§ **WORK INSTRUCTIONS**:
Print exactly what the entries say, line by line, from the first line down to the one with "pub const RANKING_DEPTH: usize = 15;", inclusive.

§ **RECORDS SHOWN**:

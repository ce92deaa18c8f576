// Rank movement between consecutive periods and the animated ranking frame.
use serde::Serialize;
use std::collections::HashMap;

use crate::metrics::MetricId;
use crate::ranking::rank_by_metric;
use crate::types::{DerivedRecord, Period, RankedEntity, RankingFrameRow};
use crate::util::format_metric;

/// How many entities the animated ranking view shows.
pub const RANKING_DEPTH: usize = 15;

/// `previous rank - current rank` for every entity of `current` that also
/// appears in `previous`. Positive means the entity moved up. Entities new to
/// the ranking get no entry.
///
/// `previous` should be the full ranked slice of the prior period so that a
/// prior rank below the display cap is still found.
pub fn rank_delta(current: &[RankedEntity], previous: &[RankedEntity]) -> HashMap<String, i32> {
    let prev_ranks: HashMap<&str, usize> = previous
        .iter()
        .map(|e| (e.entity_key.as_str(), e.rank))
        .collect();
    current
        .iter()
        .filter_map(|e| {
            prev_ranks
                .get(e.entity_key.as_str())
                .map(|prev| (e.entity_key.clone(), *prev as i32 - e.rank as i32))
        })
        .collect()
}

/// One frame of the ranking animation.
#[derive(Debug, Clone, PartialEq, Serialize)]
pub struct RankingFrame {
    pub period: Period,
    pub previous_period: Option<Period>,
    pub metric: MetricId,
    /// Top entities by `metric`, highest first.
    pub entries: Vec<RankedEntity>,
    pub deltas: HashMap<String, i32>,
}

impl RankingFrame {
    pub fn label(entry: &RankedEntity) -> String {
        format!("{}. {}", entry.rank, entry.entity_key)
    }

    pub fn delta(&self, entity_key: &str) -> Option<i32> {
        self.deltas.get(entity_key).copied()
    }

    /// Arrow annotation for an entity; empty when unchanged or new.
    pub fn annotation(&self, entity_key: &str) -> String {
        match self.delta(entity_key) {
            Some(d) if d > 0 => format!("▲ {}", d),
            Some(d) if d < 0 => format!("▼ {}", d.abs()),
            _ => String::new(),
        }
    }

    pub fn rows(&self) -> Vec<RankingFrameRow> {
        self.entries
            .iter()
            .map(|e| RankingFrameRow {
                label: Self::label(e),
                value: format_metric(self.metric, e.metric_value),
                change: self.annotation(&e.entity_key),
            })
            .collect()
    }
}

/// Rank `period` by `metric` for a group, keep the top `depth`, and compute
/// deltas against `previous` when one is given.
pub fn ranking_frame(
    records: &[DerivedRecord],
    group: &str,
    metric: MetricId,
    period: Period,
    previous: Option<Period>,
    depth: usize,
) -> RankingFrame {
    let mut entries = rank_by_metric(records, group, period, metric);
    entries.truncate(depth);
    let deltas = match previous {
        Some(prev) => rank_delta(&entries, &rank_by_metric(records, group, prev, metric)),
        None => HashMap::new(),
    };
    RankingFrame {
        period,
        previous_period: previous,
        metric,
        entries,
        deltas,
    }
}

#[cfg(test)]
mod tests {
    use super::*;
    use crate::metrics::derive_metrics;
    use crate::types::Record;

    fn entity(key: &str, rank: usize) -> RankedEntity {
        RankedEntity {
            entity_key: key.to_string(),
            period: 2024,
            metric_value: 0.0,
            share_of_total_pct: 0.0,
            rank,
            cost_rank: rank,
        }
    }

    fn rec(key: &str, period: i32, cost: f64) -> Record {
        Record {
            group: "BOB".to_string(),
            entity_key: key.to_string(),
            period,
            claimants: 1.0,
            volumes: 1.0,
            cost,
        }
    }

    #[test]
    fn positive_delta_means_moved_up() {
        let current = vec![entity("X", 3)];
        let previous = vec![entity("Y", 1), entity("X", 5)];
        let d = rank_delta(&current, &previous);
        assert_eq!(d.get("X"), Some(&2));
    }

    #[test]
    fn new_entities_have_no_delta() {
        let current = vec![entity("X", 1), entity("New", 2)];
        let previous = vec![entity("X", 2)];
        let d = rank_delta(&current, &previous);
        assert_eq!(d.get("X"), Some(&1));
        assert!(!d.contains_key("New"));
        assert_eq!(d.len(), 1);
    }

    #[test]
    fn unchanged_rank_is_zero_delta() {
        let d = rank_delta(&[entity("X", 4)], &[entity("X", 4)]);
        assert_eq!(d.get("X"), Some(&0));
    }

    #[test]
    fn prior_rank_can_exceed_depth() {
        let mut records = Vec::new();
        for (i, key) in ["A", "B", "C", "D"].iter().enumerate() {
            records.push(rec(key, 2023, 100.0 - i as f64));
        }
        // D jumps from 4th to 1st.
        records.push(rec("D", 2024, 500.0));
        records.push(rec("A", 2024, 90.0));
        records.push(rec("B", 2024, 80.0));
        let data = derive_metrics(&records);
        let frame = ranking_frame(&data, "BOB", MetricId::Cost, 2024, Some(2023), 2);
        assert_eq!(frame.entries.len(), 2);
        assert_eq!(frame.delta("D"), Some(3));
        assert_eq!(frame.delta("A"), Some(-1));
        assert_eq!(frame.delta("B"), None);
        assert_eq!(frame.annotation("D"), "▲ 3");
        assert_eq!(frame.annotation("A"), "▼ 1");
    }

    #[test]
    fn frame_without_previous_has_no_deltas() {
        let data = derive_metrics(&[rec("A", 2018, 10.0), rec("B", 2018, 20.0)]);
        let frame = ranking_frame(&data, "BOB", MetricId::Cost, 2018, None, RANKING_DEPTH);
        assert!(frame.deltas.is_empty());
        let labels: Vec<String> = frame.rows().into_iter().map(|r| r.label).collect();
        assert_eq!(labels, vec!["1. B", "2. A"]);
    }
}
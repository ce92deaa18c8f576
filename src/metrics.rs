// Metric identifiers and the per-record ratio calculator.
use log::warn;
use serde::Serialize;
use std::fmt;
use std::str::FromStr;

use crate::error::DashboardError;
use crate::types::{DerivedRecord, Record};

/// The six metrics a view can chart, rank or compute growth for.
#[derive(Debug, Clone, Copy, PartialEq, Eq, Hash, PartialOrd, Ord, Serialize)]
pub enum MetricId {
    Claimants,
    Volumes,
    Cost,
    CostPerClaimant,
    CostPerVolume,
    ClaimsPerClaimant,
}

impl MetricId {
    pub const ALL: [MetricId; 6] = [
        MetricId::Claimants,
        MetricId::Volumes,
        MetricId::Cost,
        MetricId::CostPerClaimant,
        MetricId::CostPerVolume,
        MetricId::ClaimsPerClaimant,
    ];

    /// Extract this metric from a derived record.
    pub fn value(&self, r: &DerivedRecord) -> f64 {
        match self {
            MetricId::Claimants => r.claimants,
            MetricId::Volumes => r.volumes,
            MetricId::Cost => r.cost,
            MetricId::CostPerClaimant => r.cost_per_claimant,
            MetricId::CostPerVolume => r.cost_per_volume,
            MetricId::ClaimsPerClaimant => r.claims_per_claimant,
        }
    }

    /// Column name as it appears in the source files and exports.
    pub fn column(&self) -> &'static str {
        match self {
            MetricId::Claimants => "Claimants",
            MetricId::Volumes => "Volumes",
            MetricId::Cost => "Cost",
            MetricId::CostPerClaimant => "Cost_Per_Claimant",
            MetricId::CostPerVolume => "Cost_Per_Volume",
            MetricId::ClaimsPerClaimant => "Claims_Per_Claimant",
        }
    }

    pub fn label(&self) -> &'static str {
        match self {
            MetricId::Claimants => "Claimants",
            MetricId::Volumes => "Volumes",
            MetricId::Cost => "Cost",
            MetricId::CostPerClaimant => "Cost Per Claimant",
            MetricId::CostPerVolume => "Cost Per Volume",
            MetricId::ClaimsPerClaimant => "Claims Per Claimant",
        }
    }

    /// Directly measured, as opposed to a ratio of measured values.
    pub fn is_base(&self) -> bool {
        matches!(self, MetricId::Claimants | MetricId::Volumes | MetricId::Cost)
    }

    /// Per-unit dollar amounts, shown with two decimals and a `$`.
    pub fn is_currency(&self) -> bool {
        matches!(self, MetricId::CostPerClaimant | MetricId::CostPerVolume)
    }
}

impl fmt::Display for MetricId {
    fn fmt(&self, f: &mut fmt::Formatter<'_>) -> fmt::Result {
        f.write_str(self.label())
    }
}

impl FromStr for MetricId {
    type Err = DashboardError;

    fn from_str(s: &str) -> Result<Self, Self::Err> {
        let norm: String = s
            .trim()
            .chars()
            .filter(|c| !matches!(c, '_' | ' ' | '-'))
            .collect::<String>()
            .to_ascii_lowercase();
        match norm.as_str() {
            "claimants" => Ok(MetricId::Claimants),
            "volumes" => Ok(MetricId::Volumes),
            "cost" => Ok(MetricId::Cost),
            "costperclaimant" => Ok(MetricId::CostPerClaimant),
            "costpervolume" => Ok(MetricId::CostPerVolume),
            "claimsperclaimant" => Ok(MetricId::ClaimsPerClaimant),
            _ => Err(DashboardError::UnknownMetric(s.to_string())),
        }
    }
}

pub fn derive_record(r: &Record) -> DerivedRecord {
    DerivedRecord {
        group: r.group.clone(),
        entity_key: r.entity_key.clone(),
        period: r.period,
        claimants: r.claimants,
        volumes: r.volumes,
        cost: r.cost,
        cost_per_claimant: r.cost / r.claimants,
        cost_per_volume: r.cost / r.volumes,
        claims_per_claimant: r.volumes / r.claimants,
    }
}

/// Compute ratio metrics for every record, one-to-one and in input order.
///
/// A zero denominator is not an error: the resulting `inf`/`NaN` is kept so
/// consumers can render it as missing.
pub fn derive_metrics(records: &[Record]) -> Vec<DerivedRecord> {
    let derived: Vec<DerivedRecord> = records.iter().map(derive_record).collect();
    let non_finite = derived
        .iter()
        .filter(|d| {
            !(d.cost_per_claimant.is_finite()
                && d.cost_per_volume.is_finite()
                && d.claims_per_claimant.is_finite())
        })
        .count();
    if non_finite > 0 {
        warn!(
            "{} of {} records have an undefined ratio metric (zero claimants or volumes)",
            non_finite,
            derived.len()
        );
    }
    derived
}

#[cfg(test)]
mod tests {
    use super::*;

    fn rec(key: &str, period: i32, claimants: f64, volumes: f64, cost: f64) -> Record {
        Record {
            group: "BOB".to_string(),
            entity_key: key.to_string(),
            period,
            claimants,
            volumes,
            cost,
        }
    }

    #[test]
    fn derives_ratios_in_order() {
        let input = vec![rec("A", 2020, 10.0, 20.0, 100.0), rec("A", 2021, 10.0, 30.0, 150.0)];
        let out = derive_metrics(&input);
        assert_eq!(out.len(), 2);
        assert_eq!(out[0].cost_per_claimant, 10.0);
        assert_eq!(out[1].cost_per_claimant, 15.0);
        assert_eq!(out[0].cost_per_volume, 5.0);
        assert_eq!(out[1].claims_per_claimant, 3.0);
        assert_eq!(out[1].period, 2021);
    }

    #[test]
    fn derivation_is_idempotent() {
        let input = vec![rec("A", 2020, 3.0, 7.0, 11.0), rec("B", 2020, 9.0, 13.0, 17.0)];
        let first = derive_metrics(&input);
        let second = derive_metrics(&input);
        for (a, b) in first.iter().zip(second.iter()) {
            assert_eq!(a.cost_per_claimant.to_bits(), b.cost_per_claimant.to_bits());
            assert_eq!(a.cost_per_volume.to_bits(), b.cost_per_volume.to_bits());
            assert_eq!(a.claims_per_claimant.to_bits(), b.claims_per_claimant.to_bits());
        }
    }

    #[test]
    fn zero_denominator_propagates_non_finite() {
        let out = derive_metrics(&[rec("A", 2020, 0.0, 0.0, 50.0)]);
        assert!(out[0].cost_per_claimant.is_infinite());
        assert!(out[0].cost_per_volume.is_infinite());
        assert!(out[0].claims_per_claimant.is_nan());
    }

    #[test]
    fn parses_metric_names() {
        assert_eq!("Cost_Per_Claimant".parse::<MetricId>().unwrap(), MetricId::CostPerClaimant);
        assert_eq!("cost per volume".parse::<MetricId>().unwrap(), MetricId::CostPerVolume);
        assert_eq!("COST".parse::<MetricId>().unwrap(), MetricId::Cost);
        assert!("margin".parse::<MetricId>().is_err());
        for m in MetricId::ALL {
            assert_eq!(m.column().parse::<MetricId>().unwrap(), m);
        }
    }
}
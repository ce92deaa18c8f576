// Utility helpers for parsing and display formatting.
//
// CSV cells come in as loose strings; everything past the loader works on
// typed values and only comes back here to be rendered.
use num_format::{Locale, ToFormattedString};
use std::io::BufRead;

use crate::metrics::MetricId;

/// Placeholder for a value that cannot be shown (non-finite ratio).
pub const MISSING: &str = "N/A";

/// Read a claimants, volumes or cost cell. Spreadsheet exports write these
/// as `"12,000"` or `$1500`, so separators and the dollar sign are dropped;
/// blank cells and text such as `n/a` give `None`.
pub fn parse_f64_safe(s: Option<&str>) -> Option<f64> {
    let s = s?.trim();
    if s.is_empty() {
        return None;
    }
    if s.chars().any(|c| c.is_ascii_alphabetic()) {
        return None;
    }
    let s = s.replace([',', '$'], "");
    s.parse::<f64>().ok()
}

pub fn parse_i32_safe(s: Option<&str>) -> Option<i32> {
    let s = s?.trim();
    if s.is_empty() {
        return None;
    }
    // Years sometimes arrive as `2021.0` from spreadsheet exports.
    s.parse::<i32>().ok().or_else(|| {
        s.parse::<f64>()
            .ok()
            .filter(|v| v.fract() == 0.0)
            .filter(|v| (f64::from(i32::MIN)..=f64::from(i32::MAX)).contains(v))
            .map(|v| v as i32)
    })
}

/// One trimmed line from `reader`, or `None` once the input is closed.
pub fn read_answer<R: BufRead>(reader: &mut R) -> Option<String> {
    let mut buf = String::new();
    match reader.read_line(&mut buf) {
        Ok(0) | Err(_) => None,
        Ok(_) => Some(buf.trim().to_string()),
    }
}

/// `Some(v)` only when `v` is a real number.
pub fn finite(v: f64) -> Option<f64> {
    v.is_finite().then_some(v)
}

/// Fixed decimals with `en` thousands separators; non-finite renders as
/// missing.
pub fn format_number(n: f64, decimals: usize) -> String {
    if !n.is_finite() {
        return MISSING.to_string();
    }
    let fixed = format!("{:.*}", decimals, n.abs());
    let (whole, frac) = fixed.split_once('.').unwrap_or((fixed.as_str(), ""));
    let whole = whole
        .parse::<u64>()
        .map(|w| w.to_formatted_string(&Locale::en))
        .unwrap_or_else(|_| whole.to_string());
    // No sign on values that round to zero.
    let sign = if n < 0.0 && fixed.bytes().any(|b| matches!(b, b'1'..=b'9')) {
        "-"
    } else {
        ""
    };
    if frac.is_empty() {
        format!("{}{}", sign, whole)
    } else {
        format!("{}{}.{}", sign, whole, frac)
    }
}

pub fn format_int<T>(n: T) -> String
where
    T: ToFormattedString,
{
    n.to_formatted_string(&Locale::en)
}

/// Render a metric value the way the dashboard shows it: whole numbers for
/// counts, `$` amounts for cost, two decimals for ratios.
pub fn format_metric(metric: MetricId, v: f64) -> String {
    if !v.is_finite() {
        return MISSING.to_string();
    }
    if metric.is_currency() {
        return format!("${}", format_number(v, 2));
    }
    match metric {
        MetricId::Cost => format!("${}", format_number(v, 0)),
        m if m.is_base() => format_number(v, 0),
        _ => format_number(v, 2),
    }
}

pub fn format_pct(v: f64) -> String {
    if !v.is_finite() {
        return MISSING.to_string();
    }
    format!("{:.1}%", v)
}

/// Growth annotation; absent or undefined growth renders as nothing, never 0%.
pub fn format_growth(g: Option<f64>) -> String {
    match g.and_then(finite) {
        Some(v) => format!("({:.1}% from previous year)", v),
        None => String::new(),
    }
}

#[cfg(test)]
mod tests {
    use super::*;

    #[test]
    fn parses_loose_numbers() {
        assert_eq!(parse_f64_safe(Some(" 1,234.50 ")), Some(1234.5));
        assert_eq!(parse_f64_safe(Some("$99")), Some(99.0));
        assert_eq!(parse_f64_safe(Some("n/a")), None);
        assert_eq!(parse_f64_safe(Some("")), None);
        assert_eq!(parse_f64_safe(None), None);
        assert_eq!(parse_i32_safe(Some("2021")), Some(2021));
        assert_eq!(parse_i32_safe(Some("2021.0")), Some(2021));
        assert_eq!(parse_i32_safe(Some("2021.5")), None);
    }

    #[test]
    fn out_of_range_years_are_rejected() {
        assert_eq!(parse_i32_safe(Some("1e10")), None);
        assert_eq!(parse_i32_safe(Some("-3e9")), None);
        assert_eq!(parse_i32_safe(Some("inf")), None);
        assert_eq!(parse_i32_safe(Some("2.024e3")), Some(2024));
    }

    #[test]
    fn closed_input_gives_no_answer() {
        let mut input: &[u8] = b" 2 \nY\n";
        assert_eq!(read_answer(&mut input), Some("2".to_string()));
        assert_eq!(read_answer(&mut input), Some("Y".to_string()));
        assert_eq!(read_answer(&mut input), None);
        let mut blank: &[u8] = b"\n";
        assert_eq!(read_answer(&mut blank), Some(String::new()));
    }

    #[test]
    fn formats_numbers_with_separators() {
        assert_eq!(format_number(1234567.891, 2), "1,234,567.89");
        assert_eq!(format_number(-1500.0, 0), "-1,500");
        assert_eq!(format_number(-0.004, 2), "0.00");
        assert_eq!(format_number(12.0, 0), "12");
        assert_eq!(format_number(f64::NAN, 2), MISSING);
        assert_eq!(format_int(9855), "9,855");
    }

    #[test]
    fn formats_metrics_by_kind() {
        assert_eq!(format_metric(MetricId::Claimants, 1200.4), "1,200");
        assert_eq!(format_metric(MetricId::Cost, 5000.0), "$5,000");
        assert_eq!(format_metric(MetricId::CostPerClaimant, 12.5), "$12.50");
        assert_eq!(format_metric(MetricId::ClaimsPerClaimant, 3.0), "3.00");
        assert_eq!(format_metric(MetricId::CostPerVolume, f64::INFINITY), MISSING);
    }

    #[test]
    fn absent_growth_is_not_zero() {
        assert_eq!(format_growth(None), "");
        assert_eq!(format_growth(Some(f64::INFINITY)), "");
        assert_eq!(format_growth(Some(0.0)), "(0.0% from previous year)");
        assert_eq!(format_growth(Some(50.0)), "(50.0% from previous year)");
    }
}
use log::info;
use serde::Serialize;
use std::path::Path;
use tabled::{settings::Style, Table, Tabled};

use crate::error::Result;

pub fn write_csv<T: Serialize>(path: &Path, rows: &[T]) -> Result<()> {
    let mut wtr = csv::Writer::from_path(path)?;
    for r in rows {
        wtr.serialize(r)?;
    }
    wtr.flush()?;
    info!("wrote {} rows to {}", rows.len(), path.display());
    Ok(())
}

pub fn write_json<T: Serialize>(path: &Path, value: &T) -> Result<()> {
    let s = serde_json::to_string_pretty(value)?;
    std::fs::write(path, s)?;
    info!("wrote {}", path.display());
    Ok(())
}

/// Markdown rendering of the first `max_rows` rows, or `None` when empty.
pub fn render_table<T>(rows: &[T], max_rows: usize) -> Option<String>
where
    T: Tabled + Clone,
{
    let slice: Vec<T> = rows.iter().take(max_rows).cloned().collect();
    if slice.is_empty() {
        return None;
    }
    Some(Table::new(slice).with(Style::markdown()).to_string())
}

pub fn preview_table<T>(title: &str, note: Option<&str>, rows: &[T], max_rows: usize)
where
    T: Tabled + Clone,
{
    println!("\n{}", title);
    if let Some(n) = note {
        println!("({})", n);
    }
    println!();
    match render_table(rows, max_rows) {
        Some(table) => println!("{}\n", table),
        None => println!("(nothing to display)\n"),
    }
}

#[cfg(test)]
mod tests {
    use super::*;
    use crate::types::RankingFrameRow;

    fn row(label: &str) -> RankingFrameRow {
        RankingFrameRow {
            label: label.to_string(),
            value: "$1".to_string(),
            change: String::new(),
        }
    }

    #[test]
    fn renders_markdown_with_renamed_headers() {
        let table = render_table(&[row("1. A"), row("2. B"), row("3. C")], 2).unwrap();
        assert!(table.contains("Rank"));
        assert!(table.contains("1. A"));
        assert!(!table.contains("3. C"));
    }

    #[test]
    fn empty_rows_render_nothing() {
        assert!(render_table::<RankingFrameRow>(&[], 5).is_none());
    }

    #[test]
    fn writes_csv_and_json() {
        let dir = std::env::temp_dir().join(format!("claims_output_{}", std::process::id()));
        std::fs::create_dir_all(&dir).unwrap();
        let csv_path = dir.join("frame.csv");
        write_csv(&csv_path, &[row("1. A")]).unwrap();
        let text = std::fs::read_to_string(&csv_path).unwrap();
        assert!(text.starts_with("Rank,Value,Change"));

        let json_path = dir.join("frame.json");
        write_json(&json_path, &vec![1, 2, 3]).unwrap();
        let back: Vec<i32> = serde_json::from_str(&std::fs::read_to_string(&json_path).unwrap()).unwrap();
        assert_eq!(back, vec![1, 2, 3]);
        std::fs::remove_dir_all(&dir).ok();
    }
}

§ **WORKED SOLUTION**:
repository ce92deaa18c8f576
// Rank movement between consecutive periods and the animated ranking frame.
use serde::Serialize;
use std::collections::HashMap;

use crate::metrics::MetricId;
use crate::ranking::rank_by_metric;
use crate::types::{DerivedRecord, Period, RankedEntity, RankingFrameRow};
use crate::util::format_metric;

/// How many entities the animated ranking view shows.
pub const RANKING_DEPTH: usize = 15;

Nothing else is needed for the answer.